Saved data entries:
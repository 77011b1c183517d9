use clap::{Parser, Subcommand};
use std::path::PathBuf;

#[derive(Parser)]
#[command(name = "genroute")]
#[command(about = "Multi-provider generation gateway with ranked fallback and per-model cooldown")]
#[command(version = env!("CARGO_PKG_VERSION"))]
pub struct Cli {
    #[command(subcommand)]
    pub command: Commands,

    /// Configuration file path
    #[arg(short, long)]
    pub config: Option<PathBuf>,

    /// Enable debug logging
    #[arg(short, long)]
    pub debug: bool,

    /// Also write logs to a daily rotated file in the data directory
    #[arg(long)]
    pub log_file: bool,
}

#[derive(Subcommand)]
pub enum Commands {
    /// Run one request through the fallback cascade
    Generate {
        /// Logical endpoint id (lesson-plan, exercises, flux-images, ...)
        #[arg(short, long)]
        endpoint: String,

        /// Content type: text or image
        #[arg(long, default_value = "text")]
        content_type: String,

        /// Prompt text, used when no --payload is given
        #[arg(short, long)]
        prompt: Option<String>,

        /// Raw JSON object payload
        #[arg(long)]
        payload: Option<String>,

        /// Try this provider first
        #[arg(long)]
        provider: Option<String>,

        /// Try this model first within each provider
        #[arg(short, long)]
        model: Option<String>,

        /// Per-attempt timeout in seconds
        #[arg(long)]
        timeout: Option<f64>,

        /// Attempts per model
        #[arg(long)]
        max_retries: Option<u32>,

        /// Deadline for the whole request in seconds
        #[arg(long)]
        deadline: Option<f64>,

        /// Print the full response as JSON
        #[arg(long)]
        json: bool,

        /// Afterwards print provider stats, metrics and recommendations to stderr
        #[arg(long)]
        stats: bool,
    },

    /// List providers and model status
    Providers {
        /// Restrict to one content type
        #[arg(long)]
        content_type: Option<String>,
    },

    /// Probe every provider and print health status
    Health,

    /// Write the default configuration file
    ConfigInit {
        /// Overwrite an existing file
        #[arg(short, long)]
        force: bool,
    },
}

• Work to complete
Keep only the lines from the line with "one content type" to the end of the records above, and repeat them exactly.

• Result of this exercise
        /// Restrict to one content type
        #[arg(long)]
        content_type: Option<String>,
    },

    /// Probe every provider and print health status
    Health,

    /// Write the default configuration file
    ConfigInit {
        /// Overwrite an existing file
        #[arg(short, long)]
        force: bool,
    },
}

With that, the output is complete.